* Collected data entries:
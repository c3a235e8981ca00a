use std::fs;
use std::path::{Path, PathBuf};
use tracing::info;
use walkdir::WalkDir;

use crate::error::{BuildError, Result};

/// Absolute form of `path` with symlinks resolved as far as the path exists.
/// The output directory usually does not exist yet, so this cannot simply be
/// `fs::canonicalize`.
pub fn resolve_path(path: &Path) -> Result<PathBuf> {
    let absolute = std::path::absolute(path).map_err(|e| BuildError::io(path, e))?;
    let mut existing = absolute.as_path();
    let mut missing = Vec::new();
    loop {
        if let Ok(mut resolved) = fs::canonicalize(existing) {
            resolved.extend(missing.iter().rev());
            return Ok(resolved);
        }
        match (existing.parent(), existing.file_name()) {
            (Some(parent), Some(name)) => {
                missing.push(name.to_os_string());
                existing = parent;
            }
            _ => return Ok(absolute),
        }
    }
}

/// Removes a previous build. None of the `inputs` may live inside
/// `output_dir`.
pub fn prepare_output_dir(output_dir: &Path, inputs: &[&Path]) -> Result<()> {
    if let Some(inner) = inputs.iter().find(|p| p.starts_with(output_dir)) {
        return Err(BuildError::UnsafeClean {
            out: output_dir.to_path_buf(),
            inner: inner.to_path_buf(),
        });
    }
    if output_dir.exists() {
        info!(path = %output_dir.display(), "Cleaning output directory");
        fs::remove_dir_all(output_dir).map_err(|e| BuildError::io(output_dir, e))?;
    }
    Ok(())
}

/// Copies `src_dir` into `dst_dir` recursively, overwriting files that are
/// already there. A missing `src_dir` copies nothing.
pub fn copy_tree(src_dir: &Path, dst_dir: &Path) -> Result<()> {
    if !src_dir.is_dir() {
        return Ok(());
    }
    info!(from = %src_dir.display(), to = %dst_dir.display(), "Copying assets");

    for entry in WalkDir::new(src_dir).sort_by_file_name() {
        let entry = entry?;
        let path = entry.path();
        let relative_path = path.strip_prefix(src_dir).map_err(|_e| {
            BuildError::io(
                path,
                std::io::Error::other("Failed to compute relative path"),
            )
        })?;
        let output_path = dst_dir.join(relative_path);

        if entry.file_type().is_dir() {
            fs::create_dir_all(&output_path).map_err(|e| BuildError::io(&output_path, e))?;
        } else if path.is_file() {
            process_asset(path, &output_path)?;
        }
    }
    Ok(())
}

fn process_asset(path: &Path, output_path: &Path) -> Result<()> {
    if let Some(parent) = output_path.parent() {
        fs::create_dir_all(parent).map_err(|e| BuildError::io(parent, e))?;
    }
    fs::copy(path, output_path).map_err(|e| BuildError::io(path, e))?;
    Ok(())
}
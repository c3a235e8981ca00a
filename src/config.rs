use serde::{Deserialize, Serialize};
use std::fs;
use std::path::Path;

use crate::error::{BuildError, Result};

/// The one page a build cannot do without.
pub const INDEX_PAGE: &str = "index.html";

/// Site layout: which template pages are rendered, which asset directories are
/// copied and how notebooks are converted.
#[derive(Deserialize, Serialize, Debug, Clone, PartialEq, Eq)]
#[serde(default, deny_unknown_fields)]
pub struct SiteConfig {
    /// Rendered in order.
    pub pages: Vec<PageSpec>,
    pub assets: Vec<String>,
    /// Directory names skipped at any depth of the source walk.
    pub ignore: Vec<String>,
    pub converter: ConverterConfig,
}

#[derive(Deserialize, Serialize, Debug, Clone, PartialEq, Eq)]
#[serde(deny_unknown_fields)]
pub struct PageSpec {
    pub file: String,
    /// Whether `{{ TREE_JSON }}` is substituted in this page.
    #[serde(default)]
    pub tree: bool,
}

#[derive(Deserialize, Serialize, Debug, Clone, PartialEq, Eq)]
#[serde(default, deny_unknown_fields)]
pub struct ConverterConfig {
    pub program: String,
    /// Arguments placed before the per-notebook ones.
    pub args: Vec<String>,
    pub embed_images: bool,
}

impl PageSpec {
    fn new(file: &str, tree: bool) -> Self {
        PageSpec {
            file: file.to_string(),
            tree,
        }
    }
}

impl Default for SiteConfig {
    fn default() -> Self {
        SiteConfig {
            pages: vec![
                PageSpec::new(INDEX_PAGE, false),
                PageSpec::new("software.html", true),
                PageSpec::new("publications.html", false),
                PageSpec::new("research.html", false),
            ],
            assets: vec!["css".into(), "assets".into(), "js".into()],
            ignore: Vec::new(),
            converter: ConverterConfig::default(),
        }
    }
}

impl Default for ConverterConfig {
    fn default() -> Self {
        ConverterConfig {
            program: "jupyter".into(),
            args: vec!["nbconvert".into()],
            embed_images: true,
        }
    }
}

impl SiteConfig {
    pub fn load(path: &Path) -> Result<Self> {
        let raw = fs::read_to_string(path).map_err(|e| BuildError::io(path, e))?;
        Self::from_yaml(&raw).map_err(|source| BuildError::Config {
            path: path.to_path_buf(),
            source,
        })
    }

    pub fn from_yaml(raw: &str) -> std::result::Result<Self, serde_yaml::Error> {
        // An empty file is a valid "all defaults" config
        if raw.trim().is_empty() {
            return Ok(SiteConfig::default());
        }
        serde_yaml::from_str(raw)
    }

    /// `None` when no config file was given.
    pub fn load_or_default(path: Option<&Path>) -> Result<Self> {
        match path {
            Some(p) => Self::load(p),
            None => Ok(SiteConfig::default()),
        }
    }
}
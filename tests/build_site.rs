use std::cell::Cell;
use std::fs;
use std::path::{Path, PathBuf};

use nbsite::config::ConverterConfig;
use nbsite::convert::{ConversionJob, NotebookConverter};
use nbsite::domain::TreeNode;
use nbsite::error::{BuildError, Result};
use nbsite::{BuildOptions, build_site, build_site_with};
use pretty_assertions::assert_eq;

#[derive(Default)]
struct StubConverter {
    calls: Cell<usize>,
}

impl NotebookConverter for StubConverter {
    fn convert(&self, job: &ConversionJob) -> Result<()> {
        self.calls.set(self.calls.get() + 1);
        fs::write(&job.output, format!("<html>{}</html>", job.notebook.display()))
            .map_err(|e| BuildError::io(&job.output, e))
    }
}

struct Workspace {
    _tmp: tempfile::TempDir,
    src: PathBuf,
    out: PathBuf,
    template: PathBuf,
}

fn write(path: &Path, contents: &str) {
    fs::create_dir_all(path.parent().unwrap()).unwrap();
    fs::write(path, contents).unwrap();
}

fn workspace() -> Workspace {
    let tmp = tempfile::tempdir().unwrap();
    let base = fs::canonicalize(tmp.path()).unwrap();
    let src = base.join("lab");
    let template = base.join("template");

    write(&src.join("a/b/nb1.ipynb"), "{}");
    write(&src.join("a/c/readme.md"), "# readme");
    write(&src.join("d/nb2.ipynb"), "{}");
    fs::create_dir_all(src.join("e")).unwrap();

    write(
        &template.join("index.html"),
        "<title>{{ TITLE }}</title><p>{{NBCOUNT}} notebooks, built {{ timestamp }}</p>",
    );
    write(
        &template.join("software.html"),
        "<script>window.TREE = {{ TREE_JSON }};</script>",
    );
    write(&template.join("research.html"), "{{ TREE_JSON }}");
    write(&template.join("css/site.css"), "body {}");
    write(&template.join("js/tree.js"), "console.log(1)");

    Workspace {
        out: base.join("site"),
        _tmp: tmp,
        src,
        template,
    }
}

fn options(ws: &Workspace) -> BuildOptions {
    BuildOptions::new(&ws.src, &ws.out, &ws.template)
}

#[test]
fn builds_full_site() {
    let ws = workspace();
    let converter = StubConverter::default();

    let summary = build_site_with(&options(&ws), &converter).unwrap();

    assert_eq!(summary.nb_count, 2);
    assert_eq!(converter.calls.get(), 2);
    assert_eq!(summary.out, ws.out);
    assert_eq!(summary.pages, vec!["index.html", "software.html", "research.html"]);

    let top: Vec<_> = summary.tree.children().iter().map(TreeNode::name).collect();
    assert_eq!(top, vec!["a", "d"]);

    assert!(ws.out.join("a/b/nb1.html").is_file());
    assert!(ws.out.join("d/nb2.html").is_file());
    assert!(!ws.out.join("a/c").exists());
    assert!(!ws.out.join("e").exists());
    assert!(!ws.out.join("publications.html").exists());

    let index = fs::read_to_string(ws.out.join("index.html")).unwrap();
    assert!(index.starts_with("<title>Notebooks Tree — lab</title><p>2 notebooks, built "));
    assert!(index.ends_with(" UTC</p>"));

    let software = fs::read_to_string(ws.out.join("software.html")).unwrap();
    let json = software
        .strip_prefix("<script>window.TREE = ")
        .and_then(|s| s.strip_suffix(";</script>"))
        .unwrap();
    let tree: TreeNode = serde_json::from_str(json).unwrap();
    assert_eq!(tree, summary.tree);

    // Not a tree page: the token stays as written
    assert_eq!(
        fs::read_to_string(ws.out.join("research.html")).unwrap(),
        "{{ TREE_JSON }}"
    );

    assert_eq!(fs::read_to_string(ws.out.join("css/site.css")).unwrap(), "body {}");
    assert!(ws.out.join("js/tree.js").is_file());
    assert!(!ws.out.join("assets").exists());
}

#[test]
fn missing_index_fails_before_any_output() {
    let ws = workspace();
    fs::remove_file(ws.template.join("index.html")).unwrap();
    let converter = StubConverter::default();

    let err = build_site_with(&options(&ws), &converter).unwrap_err();

    assert!(matches!(err, BuildError::MissingTemplate(_)));
    assert_eq!(converter.calls.get(), 0);
    assert!(!ws.out.exists());
}

#[test]
fn custom_title_is_escaped() {
    let ws = workspace();
    let mut opts = options(&ws);
    opts.title = Some("R&D <notebooks>".into());

    build_site_with(&opts, &StubConverter::default()).unwrap();

    let index = fs::read_to_string(ws.out.join("index.html")).unwrap();
    assert!(index.starts_with("<title>R&amp;D &lt;notebooks&gt;</title>"));
}

#[test]
fn rebuild_into_output_inside_source() {
    let ws = workspace();
    let mut opts = options(&ws);
    opts.out = ws.src.join("site");

    let first = build_site_with(&opts, &StubConverter::default()).unwrap();
    let second = build_site_with(&opts, &StubConverter::default()).unwrap();

    assert_eq!(first.nb_count, 2);
    assert_eq!(second.nb_count, 2);
    assert_eq!(first.tree, second.tree);
}

#[test]
fn clean_removes_stale_output() {
    let ws = workspace();
    write(&ws.out.join("stale.html"), "old");
    let mut opts = options(&ws);
    opts.clean = true;

    build_site_with(&opts, &StubConverter::default()).unwrap();

    assert!(!ws.out.join("stale.html").exists());
    assert!(ws.out.join("index.html").is_file());
}

#[test]
fn clean_refuses_output_holding_template() {
    let ws = workspace();
    let template = ws.out.join("template");
    write(&template.join("index.html"), "{{ TITLE }}");
    let mut opts = options(&ws);
    opts.template = template.clone();
    opts.clean = true;
    let converter = StubConverter::default();

    let err = build_site_with(&opts, &converter).unwrap_err();

    assert!(matches!(err, BuildError::UnsafeClean { ref inner, .. } if *inner == template));
    assert!(template.join("index.html").is_file());
    assert_eq!(converter.calls.get(), 0);
}

#[test]
fn timestamp_is_shared_by_all_pages() {
    let ws = workspace();
    write(&ws.template.join("index.html"), "{{ TIMESTAMP }}");
    write(&ws.template.join("publications.html"), "{{timestamp}}");
    write(&ws.template.join("research.html"), "{{ TimeStamp }}");

    build_site_with(&options(&ws), &StubConverter::default()).unwrap();

    let index = fs::read_to_string(ws.out.join("index.html")).unwrap();
    assert!(index.ends_with(" UTC"));
    for page in ["publications.html", "research.html"] {
        assert_eq!(fs::read_to_string(ws.out.join(page)).unwrap(), index, "{page}");
    }
}

#[test]
fn without_clean_old_files_stay() {
    let ws = workspace();
    write(&ws.out.join("stale.html"), "old");

    build_site_with(&options(&ws), &StubConverter::default()).unwrap();

    assert!(ws.out.join("stale.html").is_file());
}

#[test]
fn source_without_notebooks_builds_empty_tree() {
    let ws = workspace();
    fs::remove_file(ws.src.join("a/b/nb1.ipynb")).unwrap();
    fs::remove_file(ws.src.join("d/nb2.ipynb")).unwrap();

    let summary = build_site_with(&options(&ws), &StubConverter::default()).unwrap();

    assert_eq!(summary.nb_count, 0);
    assert!(summary.tree.children().is_empty());
    let software = fs::read_to_string(ws.out.join("software.html")).unwrap();
    assert_eq!(
        software,
        r#"<script>window.TREE = {"type":"dir","name":"lab","path":"","children":[]};</script>"#
    );
}

#[cfg(unix)]
fn shell_converter(script: &str) -> ConverterConfig {
    ConverterConfig {
        program: "sh".into(),
        args: vec!["-c".into(), script.into(), "nbconvert".into()],
        embed_images: true,
    }
}

/// Mimics nbconvert: writes `--output` into `--output-dir`.
#[cfg(unix)]
const FAKE_NBCONVERT: &str = r#"
name=; dir=; exec=no
while [ $# -gt 0 ]; do
  case "$1" in
    --output) name="$2"; shift ;;
    --output-dir) dir="$2"; shift ;;
    --execute) exec=yes ;;
  esac
  shift
done
printf 'execute=%s' "$exec" > "$dir/$name"
"#;

#[cfg(unix)]
#[test]
fn runs_external_converter() {
    let ws = workspace();
    let mut opts = options(&ws);
    opts.config.converter = shell_converter(FAKE_NBCONVERT);
    opts.execute = true;

    let summary = build_site(&opts).unwrap();

    assert_eq!(summary.nb_count, 2);
    assert_eq!(
        fs::read_to_string(ws.out.join("a/b/nb1.html")).unwrap(),
        "execute=yes"
    );
}

#[cfg(unix)]
#[test]
fn converter_failure_aborts_build() {
    let ws = workspace();
    let mut opts = options(&ws);
    opts.config.converter = shell_converter("exit 1");

    let err = build_site(&opts).unwrap_err();

    assert!(matches!(err, BuildError::Conversion { .. }));
    assert!(!ws.out.join("index.html").exists());
}
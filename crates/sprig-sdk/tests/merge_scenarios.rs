use sprig_sdk::{MergeOutcome, Repository, SdkError, SprigConfig, TraversalOrder};

fn write(repo: &mut Repository, name: &str, content: &str) {
    repo.worktree_mut()
        .write_file(name, content.as_bytes())
        .unwrap();
}

fn read(repo: &Repository, name: &str) -> Option<String> {
    repo.worktree()
        .read_file(name)
        .unwrap()
        .map(|data| String::from_utf8(data).unwrap())
}

fn commit_files(repo: &mut Repository, message: &str, files: &[(&str, &str)]) {
    for (name, content) in files {
        write(repo, name, content);
        repo.add(name).unwrap();
    }
    repo.commit(message).unwrap();
}

/// `main` and `other` share a base commit with `f = "A"`.
fn forked(config: SprigConfig) -> Repository {
    let mut repo = Repository::in_memory_with_config(config).unwrap();
    commit_files(&mut repo, "base", &[("f", "A")]);
    repo.branch("other").unwrap();
    repo
}

fn staged_or_committed(repo: &Repository, name: &str) -> String {
    let head = repo.head_commit().unwrap();
    let id = head.blob_for(name).unwrap();
    repo.store().get_blob(id).unwrap().text().into_owned()
}

#[test]
fn change_on_given_side_only_is_taken() {
    let mut repo = forked(SprigConfig::default());
    commit_files(&mut repo, "main side", &[("m", "1")]);
    repo.checkout("other").unwrap();
    commit_files(&mut repo, "other side", &[("f", "B")]);
    repo.checkout("main").unwrap();

    let outcome = repo.merge("other").unwrap();
    assert!(matches!(outcome, MergeOutcome::Merged { ref conflicts, .. } if conflicts.is_empty()));
    assert_eq!(outcome.message(), None);
    assert_eq!(read(&repo, "f").as_deref(), Some("B"));
    assert_eq!(staged_or_committed(&repo, "f"), "B");
    assert_eq!(repo.head_commit().unwrap().message, "Merged other into main.");
}

#[test]
fn divergent_change_commits_conflict_markers() {
    let mut repo = forked(SprigConfig::default());
    commit_files(&mut repo, "main edit", &[("f", "B")]);
    repo.checkout("other").unwrap();
    commit_files(&mut repo, "other edit", &[("f", "C")]);
    repo.checkout("main").unwrap();

    let outcome = repo.merge("other").unwrap();
    assert_eq!(outcome.message(), Some("Encountered a merge conflict."));
    let expected = "<<<<<<< HEAD\nB\n=======\nC\n>>>>>>>\n";
    assert_eq!(read(&repo, "f").as_deref(), Some(expected));
    assert_eq!(staged_or_committed(&repo, "f"), expected);
    assert!(repo.index().is_empty());
    assert!(repo.head_commit().unwrap().is_merge());
}

#[test]
fn whitespace_only_side_keeps_blank_line_in_markers() {
    let mut repo = forked(SprigConfig::default());
    commit_files(&mut repo, "blank out", &[("f", "   \n")]);
    repo.checkout("other").unwrap();
    commit_files(&mut repo, "other edit", &[("f", "C\n")]);
    repo.checkout("main").unwrap();

    assert!(repo.merge("other").unwrap().has_conflicts());
    assert_eq!(
        read(&repo, "f").as_deref(),
        Some("<<<<<<< HEAD\n\n=======\nC\n>>>>>>>\n")
    );
}

#[test]
fn file_only_in_given_is_checked_out() {
    let mut repo = forked(SprigConfig::default());
    commit_files(&mut repo, "main work", &[("m", "1")]);
    repo.checkout("other").unwrap();
    commit_files(&mut repo, "add g", &[("g", "X")]);
    repo.checkout("main").unwrap();
    assert_eq!(read(&repo, "g"), None);

    repo.merge("other").unwrap();
    assert_eq!(read(&repo, "g").as_deref(), Some("X"));
    assert_eq!(staged_or_committed(&repo, "g"), "X");
}

#[test]
fn deletion_on_given_side_is_applied() {
    let mut repo = forked(SprigConfig::default());
    commit_files(&mut repo, "main work", &[("m", "1")]);
    repo.checkout("other").unwrap();
    repo.rm("f").unwrap();
    repo.commit("drop f").unwrap();
    repo.checkout("main").unwrap();

    repo.merge("other").unwrap();
    assert_eq!(read(&repo, "f"), None);
    assert!(repo.head_commit().unwrap().blob_for("f").is_none());
    assert!(repo.head_commit().unwrap().blob_for("m").is_some());
}

#[test]
fn self_merge_is_rejected() {
    let mut repo = forked(SprigConfig::default());
    let before = repo.head_id().unwrap();
    let err = repo.merge("main").unwrap_err();
    assert!(err.is_user_error());
    assert_eq!(err.to_string(), "Cannot merge a branch with itself.");
    assert_eq!(repo.head_id().unwrap(), before);
}

#[test]
fn guard_order_checks_existence_first() {
    let mut repo = forked(SprigConfig::default());
    write(&mut repo, "pending", "p");
    repo.add("pending").unwrap();

    let err = repo.merge("ghost").unwrap_err();
    assert_eq!(err.to_string(), "A branch with that name does not exist.");
    let err = repo.merge("other").unwrap_err();
    assert_eq!(err.to_string(), "You have uncommitted changes.");
}

#[test]
fn fast_forward_moves_branch_without_new_commit() {
    let mut repo = forked(SprigConfig::default());
    repo.checkout("other").unwrap();
    commit_files(&mut repo, "ahead", &[("f", "Z"), ("n", "new")]);
    let other_tip = repo.head_id().unwrap();
    repo.checkout("main").unwrap();

    let outcome = repo.merge("other").unwrap();
    assert_eq!(outcome, MergeOutcome::FastForward { target: other_tip });
    assert_eq!(outcome.message(), Some("Current branch fast-forwarded."));
    assert_eq!(repo.current_branch().unwrap(), "main");
    assert_eq!(repo.head_id().unwrap(), other_tip);
    assert_eq!(read(&repo, "n").as_deref(), Some("new"));
    assert_eq!(read(&repo, "f").as_deref(), Some("Z"));
}

#[test]
fn ancestor_branch_is_up_to_date_and_changes_nothing() {
    let mut repo = forked(SprigConfig::default());
    commit_files(&mut repo, "main ahead", &[("f", "B")]);
    let before = repo.head_id().unwrap();

    let outcome = repo.merge("other").unwrap();
    assert_eq!(outcome, MergeOutcome::AlreadyUpToDate);
    assert_eq!(repo.head_id().unwrap(), before);
    assert!(repo.branch_tip("other").unwrap().is_some());
    assert_eq!(read(&repo, "f").as_deref(), Some("B"));
}

#[test]
fn merging_twice_reports_up_to_date() {
    let mut repo = forked(SprigConfig::default());
    commit_files(&mut repo, "main", &[("m", "1")]);
    repo.checkout("other").unwrap();
    commit_files(&mut repo, "other", &[("o", "2")]);
    repo.checkout("main").unwrap();

    assert!(matches!(repo.merge("other").unwrap(), MergeOutcome::Merged { .. }));
    assert_eq!(repo.merge("other").unwrap(), MergeOutcome::AlreadyUpToDate);
}

#[test]
fn untracked_file_blocks_merge_without_changes() {
    let mut repo = forked(SprigConfig::default());
    commit_files(&mut repo, "main", &[("m", "1")]);
    repo.checkout("other").unwrap();
    commit_files(&mut repo, "other", &[("g", "theirs")]);
    repo.checkout("main").unwrap();
    write(&mut repo, "g", "mine");
    let before = repo.head_id().unwrap();

    let err = repo.merge("other").unwrap_err();
    assert!(matches!(err, SdkError::User(_)));
    assert_eq!(
        err.to_string(),
        "There is an untracked file in the way; delete it, or add and commit it first."
    );
    assert_eq!(repo.head_id().unwrap(), before);
    assert_eq!(read(&repo, "g").as_deref(), Some("mine"));
}

#[test]
fn lexicographic_traversal_merges_simple_fork() {
    let config = SprigConfig {
        merge: sprig_sdk::MergeConfig {
            traversal: TraversalOrder::Lexicographic,
        },
        ..SprigConfig::default()
    };
    let mut repo = forked(config);
    commit_files(&mut repo, "main edit", &[("f", "B")]);
    repo.checkout("other").unwrap();
    commit_files(&mut repo, "other add", &[("g", "G")]);
    repo.checkout("main").unwrap();

    let outcome = repo.merge("other").unwrap();
    assert!(!outcome.has_conflicts());
    assert_eq!(read(&repo, "f").as_deref(), Some("B"));
    assert_eq!(read(&repo, "g").as_deref(), Some("G"));
}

* Task goal: The lines that contain the word "SdkError" are wanted; copy each of them from the records.

* Answer to this problem:
use sprig_sdk::{MergeOutcome, Repository, SdkError, SprigConfig, TraversalOrder};
    assert!(matches!(err, SdkError::User(_)));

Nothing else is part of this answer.